Segment Open

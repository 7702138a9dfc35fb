//! Auth feature slice: login and sign-up forms.

mod render;
mod state;
mod update;

pub use render::render_auth;
pub use state::{AuthMode, AuthState, Field, SESSION_EXPIRED_MESSAGE, SIGNUP_SUCCESS_MESSAGE};
pub use update::{handle_event, handle_key};
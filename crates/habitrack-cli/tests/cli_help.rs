use assert_cmd::cargo::cargo_bin_cmd;
use predicates::prelude::*;

#[test]
fn test_help_shows_all_commands() {
    cargo_bin_cmd!("habitrack")
        .arg("--help")
        .assert()
        .success()
        .stdout(predicate::str::contains("login"))
        .stdout(predicate::str::contains("habits"))
        .stdout(predicate::str::contains("today"))
        .stdout(predicate::str::contains("done"));
}

#[test]
fn test_habits_help_shows_subcommands() {
    cargo_bin_cmd!("habitrack")
        .args(["habits", "--help"])
        .assert()
        .success()
        .stdout(predicate::str::contains("list"))
        .stdout(predicate::str::contains("add"))
        .stdout(predicate::str::contains("delete"));
}

#[test]
fn test_version_flag() {
    cargo_bin_cmd!("habitrack")
        .arg("--version")
        .assert()
        .success()
        .stdout(predicate::str::contains("0.1"));
}

#[test]
fn test_tui_requires_terminal() {
    let dir = tempfile::tempdir().unwrap();

    cargo_bin_cmd!("habitrack")
        .env("HABITRACK_HOME", dir.path())
        .assert()
        .failure()
        .stderr(predicate::str::contains("requires a terminal"));
}
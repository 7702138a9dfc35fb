//! Habit list management.

use crate::api::Habit;

/// Client-enforced cap on registered habits.
pub const MAX_HABITS: usize = 5;

pub const LOAD_FAILED_MESSAGE: &str = "Failed to load habits";
pub const REGISTER_FAILED_MESSAGE: &str = "Failed to register habit";
pub const DELETE_FAILED_MESSAGE: &str = "Failed to delete habit";

#[derive(Debug, Clone, Default, PartialEq, Eq)]
pub struct HabitList {
    habits: Vec<Habit>,
}

impl HabitList {
    pub fn new(habits: Vec<Habit>) -> Self {
        Self { habits }
    }

    pub fn habits(&self) -> &[Habit] {
        &self.habits
    }

    pub fn len(&self) -> usize {
        self.habits.len()
    }

    pub fn is_empty(&self) -> bool {
        self.habits.is_empty()
    }

    pub fn can_add(&self) -> bool {
        self.habits.len() < MAX_HABITS
    }

    pub fn get(&self, index: usize) -> Option<&Habit> {
        self.habits.get(index)
    }

    pub fn find(&self, id: &str) -> Option<&Habit> {
        self.habits.iter().find(|h| h.id == id)
    }

    /// Appends a registered habit with its server-assigned id.
    pub fn push(&mut self, habit: Habit) {
        self.habits.push(habit);
    }

    /// Removes the habit with `id`, returning it if present.
    pub fn remove(&mut self, id: &str) -> Option<Habit> {
        let index = self.habits.iter().position(|h| h.id == id)?;
        Some(self.habits.remove(index))
    }
}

Segment Closed

▸ Assigned task:
Look through the records for the string "state". Copy every line that has it.

▸ Answer:
mod state;
pub use state::{AuthMode, AuthState, Field, SESSION_EXPIRED_MESSAGE, SIGNUP_SUCCESS_MESSAGE};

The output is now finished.